It has been eight years now since the massacre, eight years since the carnage on Osage Avenue, eight years since an urban Holocaust which stole eleven human lives, eight years since the unjust encagement of Ramona Africa for daring to survive, eight years since the government committed premeditated mass murder of members of the Africa family, men, women, and children. And still, justice is a ghostly illusion.
To date, no judge no jury, no judicial nor law enforcement officer has condemned the May 13 bombing of MOVE. In fact, several including former US Attorney Edwin Meese and former Los Angeles police chief Daryl Gates have applauded it. For over 17 years now, I’ve written of the ongoing battles between MOVE and this system. I have seen every substantive so-called constitutional right twisted, shredded, and torn when it comes to MOVE.
Since the early 1970s, I’ve seen male and female MOVE members beaten til bloody and bones broken; locked beneath the jails; caged while pregnant; beaten into miscarriage; starved by municipal decree; sentenced to a century in prisons; homes demolished by bomb, by crane, by cannon, by fire; but I’ve never seen them broken. Throughout this vicious state campaign, the government, the prosecutors, the police, the courts, have had one central aim: renounce MOVE, renounce your allegiance to John Africa, and we’ll leave you alone.
This has been proven. In 1978, a phalanx of 500 heavily armed cops laid siege to MOVE headquarters in Powelton Village, in an alleged attempt to enforce a civil eviction order. During the shoot-in a cop was killed, and all adult MOVE members inside were charged with murder. Before trial, two women told investigators they would resign from the organization even though they too were arrested inside the house. All charges, including murder were dropped. At trial, nine MOVE men and women were convicted of third degree murder, and all were sentenced to thirty to a hundred years in prison. The May 13, 1985 action was an attempt to draw attention to the earlier injustice suffered by MOVE members and demand their release.

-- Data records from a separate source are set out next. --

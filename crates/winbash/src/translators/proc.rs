//! ps, kill, pkill, killall, pgrep, lsof.

use super::argparse::{self, FlagSpec};
use super::TranslatedCommand;
use crate::parser::Word;
use crate::transform::{translate_word, TransformContext};

pub fn translate_ps(_args: &[Word], _ctx: &mut TransformContext) -> TranslatedCommand {
    TranslatedCommand::new("Get-Process")
}

const KILL_SPECS: &[FlagSpec] = &[FlagSpec::flag("9", '9', "sigkill")];

pub fn translate_kill(args: &[Word], ctx: &mut TransformContext) -> TranslatedCommand {
    let parsed = argparse::parse(args, KILL_SPECS);
    let pid = parsed
        .positional
        .first()
        .map(|w| translate_word(w, ctx))
        .unwrap_or_else(|| "0".to_string());
    let mut cmd = format!("Stop-Process -Id {pid}");
    if parsed.is_set("9") {
        cmd.push_str(" -Force");
    }
    TranslatedCommand::new(cmd)
}

pub fn translate_pkill(args: &[Word], ctx: &mut TransformContext) -> TranslatedCommand {
    let name = args
        .iter()
        .find(|w| w.as_plain_str().map(|s| !s.starts_with('-')).unwrap_or(true))
        .map(|w| translate_word(w, ctx))
        .unwrap_or_else(|| "''".to_string());
    TranslatedCommand::new(format!("Stop-Process -Name {name} -Force"))
}

pub fn translate_pgrep(args: &[Word], ctx: &mut TransformContext) -> TranslatedCommand {
    let name = args
        .first()
        .map(|w| translate_word(w, ctx))
        .unwrap_or_else(|| "''".to_string());
    TranslatedCommand::new(format!("Get-Process -Name {name} | Select-Object -ExpandProperty Id"))
}

pub fn translate_lsof(args: &[Word], ctx: &mut TransformContext) -> TranslatedCommand {
    let port_arg = args.iter().find_map(|w| w.as_plain_str().and_then(|s| s.strip_prefix("-i:").or_else(|| s.strip_prefix(":"))));
    match port_arg {
        Some(port) => TranslatedCommand::new(format!("Get-NetTCPConnection -LocalPort {port}")),
        None => {
            ctx.unsupported
                .push("lsof without -i:PORT has no modeled Windows equivalent".into());
            TranslatedCommand::fallback("Get-NetTCPConnection")
        }
    }
}

#[cfg(test)]
mod tests {
    use super::*;
    use crate::tools::ToolAvailability;
    use crate::TranspileOptions;

    fn ctx() -> TransformContext {
        TransformContext::new(ToolAvailability::default(), TranspileOptions::default())
    }

    #[test]
    fn kill_9_adds_force() {
        let mut c = ctx();
        let args = vec![Word::literal("-9"), Word::literal("1234")];
        assert_eq!(translate_kill(&args, &mut c).command, "Stop-Process -Id 1234 -Force");
    }

    #[test]
    fn lsof_port_form_uses_get_nettcpconnection() {
        let mut c = ctx();
        let args = vec![Word::literal("-i:8080")];
        assert_eq!(translate_lsof(&args, &mut c).command, "Get-NetTCPConnection -LocalPort 8080");
    }
}
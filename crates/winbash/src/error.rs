//! Internal error type for the lex/parse stages.
//!
//! This never crosses the public API: `transpile`/`transpile_with_meta` catch
//! it at the orchestrator boundary and turn it into a `# TRANSPILE ERROR: ...`
//! comment (see [`crate::transpile_with_meta`]).

use thiserror::Error;

pub type Result<T> = std::result::Result<T, Error>;

#[derive(Error, Debug, Clone, PartialEq, Eq)]
pub enum Error {
    /// Structural parser error: unmatched parenthesis, malformed redirect shape.
    #[error("parse error: {0}")]
    Parse(String),
}
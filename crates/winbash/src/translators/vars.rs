//! export, unset, set, local, shift.

use super::TranslatedCommand;
use crate::parser::Word;
use crate::transform::TransformContext;

pub fn translate_export(args: &[Word], _ctx: &mut TransformContext) -> TranslatedCommand {
    if args.is_empty() {
        return TranslatedCommand::new(String::new());
    }
    let stmts: Vec<String> = args
        .iter()
        .map(|w| match w.as_plain_str().and_then(|s| s.split_once('=')) {
            Some((name, value)) => format!("$env:{name} = '{}'", value.replace('\'', "''")),
            None => {
                let name = w.as_plain_str().unwrap_or("");
                format!("$env:{name} = ${name}")
            }
        })
        .collect();
    TranslatedCommand::new(stmts.join("; "))
}

pub fn translate_unset(args: &[Word], _ctx: &mut TransformContext) -> TranslatedCommand {
    let stmts = args
        .iter()
        .filter_map(|w| w.as_plain_str())
        .filter(|s| *s != "-f" && *s != "-v")
        .map(|name| format!("Remove-Item Env:\\{name} -ErrorAction SilentlyContinue"))
        .collect::<Vec<_>>()
        .join("; ");
    TranslatedCommand::new(stmts)
}

pub fn translate_set(args: &[Word], ctx: &mut TransformContext) -> TranslatedCommand {
    let mut stmts = Vec::new();
    let mut any_unsupported = false;
    for w in args {
        match w.as_plain_str() {
            Some("-e") => stmts.push("$ErrorActionPreference = 'Stop'".to_string()),
            Some("-x") => stmts.push("Set-PSDebug -Trace 1".to_string()),
            Some("+x") => stmts.push("Set-PSDebug -Trace 0".to_string()),
            Some(other) => {
                ctx.unsupported
                    .push(format!("set {other} has no modeled PowerShell equivalent"));
                any_unsupported = true;
            }
            None => {}
        }
    }
    if stmts.is_empty() {
        if any_unsupported {
            TranslatedCommand::fallback("$null")
        } else {
            TranslatedCommand::new(String::new())
        }
    } else {
        TranslatedCommand::new(stmts.join("; "))
    }
}

pub fn translate_local(args: &[Word], _ctx: &mut TransformContext) -> TranslatedCommand {
    let stmts = args
        .iter()
        .filter_map(|w| w.as_plain_str())
        .map(|s| match s.split_once('=') {
            Some((name, value)) => format!("${name} = '{}'", value.replace('\'', "''")),
            None => format!("${s} = $null"),
        })
        .collect::<Vec<_>>()
        .join("; ");
    TranslatedCommand::new(stmts)
}

pub fn translate_shift(args: &[Word], _ctx: &mut TransformContext) -> TranslatedCommand {
    let n = args.first().and_then(|w| w.as_plain_str()).unwrap_or("1");
    TranslatedCommand::new(format!("$args = $args[{n}..($args.Count - 1)]"))
}

#[cfg(test)]
mod tests {
    use super::*;
    use crate::tools::ToolAvailability;
    use crate::TranspileOptions;

    fn ctx() -> TransformContext {
        TransformContext::new(ToolAvailability::default(), TranspileOptions::default())
    }

    #[test]
    fn export_with_assignment_sets_env_var() {
        let mut c = ctx();
        let args = vec![Word::literal("FOO=bar")];
        assert_eq!(translate_export(&args, &mut c).command, "$env:FOO = 'bar'");
    }

    #[test]
    fn unset_removes_env_entry() {
        let mut c = ctx();
        let args = vec![Word::literal("FOO")];
        assert_eq!(
            translate_unset(&args, &mut c).command,
            "Remove-Item Env:\\FOO -ErrorAction SilentlyContinue"
        );
    }

    #[test]
    fn shift_default_drops_first_arg() {
        let mut c = ctx();
        assert_eq!(translate_shift(&[], &mut c).command, "$args = $args[1..($args.Count - 1)]");
    }
}
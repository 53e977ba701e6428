//! tee.

use super::argparse::{self, FlagSpec};
use super::TranslatedCommand;
use crate::parser::Word;
use crate::transform::{translate_path_arg, TransformContext};

const SPECS: &[FlagSpec] = &[FlagSpec::flag("a", 'a', "append")];

pub fn translate(args: &[Word], ctx: &mut TransformContext) -> TranslatedCommand {
    let parsed = argparse::parse(args, SPECS);
    let path = parsed
        .positional
        .first()
        .map(|w| translate_path_arg(w, ctx))
        .unwrap_or_else(|| "''".to_string());
    let mut cmd = format!("Tee-Object -FilePath {path}");
    if parsed.is_set("a") {
        cmd.push_str(" -Append");
    }
    TranslatedCommand::new(cmd)
}
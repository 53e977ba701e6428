//! true, false, exit, return, break, continue.

use super::TranslatedCommand;
use crate::parser::Word;
use crate::transform::TransformContext;

pub fn translate_true(_args: &[Word], _ctx: &mut TransformContext) -> TranslatedCommand {
    TranslatedCommand::new("$true")
}

pub fn translate_false(_args: &[Word], _ctx: &mut TransformContext) -> TranslatedCommand {
    TranslatedCommand::new("$false")
}

pub fn translate_exit(args: &[Word], _ctx: &mut TransformContext) -> TranslatedCommand {
    match args.first().and_then(|w| w.as_plain_str()) {
        Some(code) => TranslatedCommand::new(format!("exit {code}")),
        None => TranslatedCommand::new("exit"),
    }
}

pub fn translate_return(args: &[Word], _ctx: &mut TransformContext) -> TranslatedCommand {
    match args.first().and_then(|w| w.as_plain_str()) {
        Some(code) => TranslatedCommand::new(format!("return {code}")),
        None => TranslatedCommand::new("return"),
    }
}

pub fn translate_break(_args: &[Word], _ctx: &mut TransformContext) -> TranslatedCommand {
    TranslatedCommand::new("break")
}

pub fn translate_continue(_args: &[Word], _ctx: &mut TransformContext) -> TranslatedCommand {
    TranslatedCommand::new("continue")
}

#[cfg(test)]
mod tests {
    use super::*;
    use crate::tools::ToolAvailability;
    use crate::TranspileOptions;

    #[test]
    fn exit_with_code_passes_through() {
        let mut c = TransformContext::new(ToolAvailability::default(), TranspileOptions::default());
        let args = vec![Word::literal("1")];
        assert_eq!(translate_exit(&args, &mut c).command, "exit 1");
    }
}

As to their innocence, one need go no further than the trial judge of the August 8th case, who told listeners of the popular Frank Ford talk show in Philadelphia, just days after their conviction, that he hadn’t “the faintest idea”, who killed the cop adding, “they were tried as a family, so I convicted them as a family”. MOVE members then were convicted of being MOVE members. Had Ramona Africa emerged from the sea of flames wrapped in fear, had she not instead escaped with her aura of resistance intact, she would have been free long before the seven years she spent in a hellhole. Her prosecutor, describing MOVE as a cult of resistance, demanded jury convict her of a range of charges that, if they did so, would have exposed her to over fifty years in prison. Only her naturalist faith, the teachings of John Africa, allowed her to competently defend herself, where she beat the majority of the charges. Ramona is quote unquote “free” today.